Os acusados tiveram seu julgamento iniciado em 3 de abril de 2013. Após dois dias de julgamento, o Tribunal do Júri de Marabá condenou duas pessoas pelo assassinato de José Cláudio e Maria do Espírito Santo. Lindonjonson Silva Rocha e Alberto Lopes do Nascimento, determinados como autores do crime, foram condenados a 42 anos e oito meses e 45 anos de prisão, respectivamente. O fazendeiro José Rodrigues Moreira, o mandante do assassinato, foi absolvido pelos jurados por falta de provas, e o juiz presidente do júri afirmou que o comportamento dos defensores de direitos humanos de denunciar as ameaças que sofriam aos órgãos competentes havia contribuído para o seu assassinato.
O advogado da CPT (Comissão Pastoral da Terra) José Batista Afonso, que serviu como assistente da acusação no julgamento, explica que o poder político e econômico muitas vezes colaboram para que os réus desse tipo de crime não sejam sequer levados a julgamento. Segundo ele, “havia poucos casos em que isso, de fato, acontecia. E, mesmo quando podemos levar essas pessoas a julgamento, temos dificuldade com a condenação, porque o crime contratado e premeditado é um crime mais difícil de provar do que a execução”. Ele afirma, ainda, que a causa principal dos assassinatos foi deixada em aberto, já que as provas, segundo ele, são claras e reveladoras. “Tudo está bem documentado com provas de testemunhas. Infelizmente, os jurados não as obtiveram”.
Um dia após o término do julgamento, uma testemunha de acusação disse que estava sendo ameaçada e pediu para deixar o estado. Durante o processo judicial, familiares e testemunhas sofreram ameaças de morte e intimidações, inclusive dentro do Tribunal.
Em 12 de agosto de 2014, o Tribunal de Justiça do Pará anulou a sentença que absolveu José Rodrigues Moreira (acusado de ser o mandante do assassinato) e solicitou sua prisão. Todavia, ele continua foragido até o momento atual. Em novembro de 2015, Lindonjonson Silva Rocha, um dos assassinos que estava cumprindo sentença pelo crime fugiu da prisão e continua foragido.
Um novo julgamento sobre o caso foi agendado para 6 de dezembro de 2016, em Belém, para onde o processo foi desaforado por motivos de segurança. O Tribunal do Júri de Belém condenou o fazendeiro José Rodrigues Moreira por sido o autor intelectual dos assassinatos dos defensores, em decisão considerada histórica por defensores e defensoras de direitos humanos da região.

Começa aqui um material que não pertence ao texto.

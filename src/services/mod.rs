pub mod info_extractor;
pub mod label_renderer;
pub mod order_lookup;

pub use info_extractor::InfoExtractor;
pub use label_renderer::{start_row_for, LabelRenderer, RenderSummary};
pub use order_lookup::{find, OrderNotFound};
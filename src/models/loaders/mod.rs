pub mod excel_loader;

pub use excel_loader::{DataLoader, ExcelDataLoader, XlsLoader, XlsxLoader};
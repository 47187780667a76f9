pub mod cell;
pub mod label_data;
pub mod loaders;
pub mod order_info;
pub mod table;

pub use cell::CellValue;
pub use label_data::{LabelData, LabelKind};
pub use loaders::{DataLoader, ExcelDataLoader, XlsLoader, XlsxLoader};
pub use order_info::{Dimensions, OrderInfo};
pub use table::{OrderRow, Table};
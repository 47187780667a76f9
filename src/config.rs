use std::path::{Path, PathBuf};

use serde::Deserialize;

use crate::error::ConfigError;

/// Переменная окружения с путём к TOML-файлу конфигурации
pub const CONFIG_PATH_VAR: &str = "ORDER_LABELS_CONFIG";

/// Конфигурация программы
#[derive(Clone, Debug, Deserialize, PartialEq)]
#[serde(default)]
pub struct Config {
    /// Файл раскроя с заказами (.xls или .xlsx)
    pub orders_file: Option<PathBuf>,
    /// Куда сохранить лист с этикетками
    pub output_file: PathBuf,
    /// Каталог, внутри которого лежит папка images/
    pub assets_dir: PathBuf,
    /// Имя листа с этикетками
    pub sheet_name: String,
    /// Подробный лог
    pub verbose_logging: bool,
}

impl Default for Config {
    fn default() -> Self {
        Self {
            orders_file: None,
            output_file: PathBuf::from("labels.xlsx"),
            assets_dir: PathBuf::from("."),
            sheet_name: "Этикетки".to_string(),
            verbose_logging: false,
        }
    }
}

impl Config {
    /// Загружает конфигурацию: TOML-файл из `ORDER_LABELS_CONFIG` (если задан),
    /// поверх него переменные окружения.
    pub fn load() -> Result<Self, ConfigError> {
        match std::env::var_os(CONFIG_PATH_VAR) {
            Some(path) => Self::from_toml_file(Path::new(&path))?.with_env_overrides(),
            None => Self::from_env(),
        }
    }

    /// Конфигурация только из переменных окружения
    pub fn from_env() -> Result<Self, ConfigError> {
        Self::default().with_env_overrides()
    }

    /// Читает конфигурацию из TOML-файла; отсутствующие ключи берутся по умолчанию
    pub fn from_toml_file(path: &Path) -> Result<Self, ConfigError> {
        let content = std::fs::read_to_string(path).map_err(|source| ConfigError::ReadFailed {
            path: path.to_path_buf(),
            source,
        })?;
        Self::from_toml_str(&content).map_err(|source| ConfigError::TomlParseFailed {
            path: path.to_path_buf(),
            source,
        })
    }

    pub fn from_toml_str(content: &str) -> Result<Self, toml::de::Error> {
        toml::from_str(content)
    }

    fn with_env_overrides(self) -> Result<Self, ConfigError> {
        Ok(Self {
            orders_file: env_path("ORDERS_FILE").or(self.orders_file),
            output_file: env_path("LABELS_OUTPUT_FILE").unwrap_or(self.output_file),
            assets_dir: env_path("LABEL_ASSETS_DIR").unwrap_or(self.assets_dir),
            sheet_name: std::env::var("LABEL_SHEET_NAME").unwrap_or(self.sheet_name),
            verbose_logging: match std::env::var("VERBOSE_LOGGING") {
                Ok(value) => parse_bool("VERBOSE_LOGGING", &value)?,
                Err(_) => self.verbose_logging,
            },
        })
    }
}

fn env_path(var_name: &str) -> Option<PathBuf> {
    std::env::var_os(var_name)
        .filter(|v| !v.is_empty())
        .map(PathBuf::from)
}

fn parse_bool(var_name: &str, value: &str) -> Result<bool, ConfigError> {
    match value.trim().to_ascii_lowercase().as_str() {
        "1" | "true" | "yes" | "on" => Ok(true),
        "0" | "false" | "no" | "off" | "" => Ok(false),
        _ => Err(ConfigError::EnvVarParseFailed {
            var_name: var_name.to_string(),
            value: value.to_string(),
            expected_type: "bool".to_string(),
        }),
    }
}

#[cfg(test)]
mod tests {
    use super::*;

    #[test]
    fn toml_fills_missing_keys_with_defaults() {
        let config = Config::from_toml_str(
            r#"
            orders_file = "raskroy.xls"
            verbose_logging = true
            "#,
        )
        .unwrap();

        assert_eq!(config.orders_file, Some(PathBuf::from("raskroy.xls")));
        assert!(config.verbose_logging);
        assert_eq!(config.output_file, PathBuf::from("labels.xlsx"));
        assert_eq!(config.sheet_name, "Этикетки");
    }

    #[test]
    fn toml_file_read_error_names_the_path() {
        let err = Config::from_toml_file(Path::new("no/such/config.toml")).unwrap_err();
        assert!(err.to_string().contains("no/such/config.toml"));
    }

    #[test]
    fn env_overrides_defaults() {
        std::env::set_var("LABEL_SHEET_NAME", "Упаковка");
        std::env::set_var("VERBOSE_LOGGING", "on");
        let config = Config::from_env();
        std::env::set_var("VERBOSE_LOGGING", "maybe");
        let invalid = Config::from_env();
        std::env::remove_var("LABEL_SHEET_NAME");
        std::env::remove_var("VERBOSE_LOGGING");

        let config = config.unwrap();
        assert_eq!(config.sheet_name, "Упаковка");
        assert!(config.verbose_logging);
        assert_eq!(config.output_file, PathBuf::from("labels.xlsx"));
        assert!(matches!(
            invalid,
            Err(ConfigError::EnvVarParseFailed { ref var_name, .. }) if var_name == "VERBOSE_LOGGING"
        ));
    }

    #[test]
    fn bool_values_are_parsed_leniently() {
        assert!(parse_bool("X", "Yes").unwrap());
        assert!(!parse_bool("X", "0").unwrap());
        assert!(parse_bool("X", "maybe").is_err());
    }
}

A maioria dos casos de ataques e assassinatos de pessoas defensoras de direitos humanos não conta com uma investigação adequada, e os responsáveis raramente são levados à justiça, demonstrando haver uma impunidade característica na região, onde a grande concentração de recursos nas mãos de poucos traz como resultado uma tensão crônica entre quem tem terra e quem não tem. Isso cria uma situação de violência infelizmente previsível que afeta também a vida daqueles que defendem os direitos humanos. São “mortes anunciadas”, cujos processos de investigação e responsabilização, quando existem, são marcados por irregularidades, tendo em vista o poder político que resulta dessa desigualdade.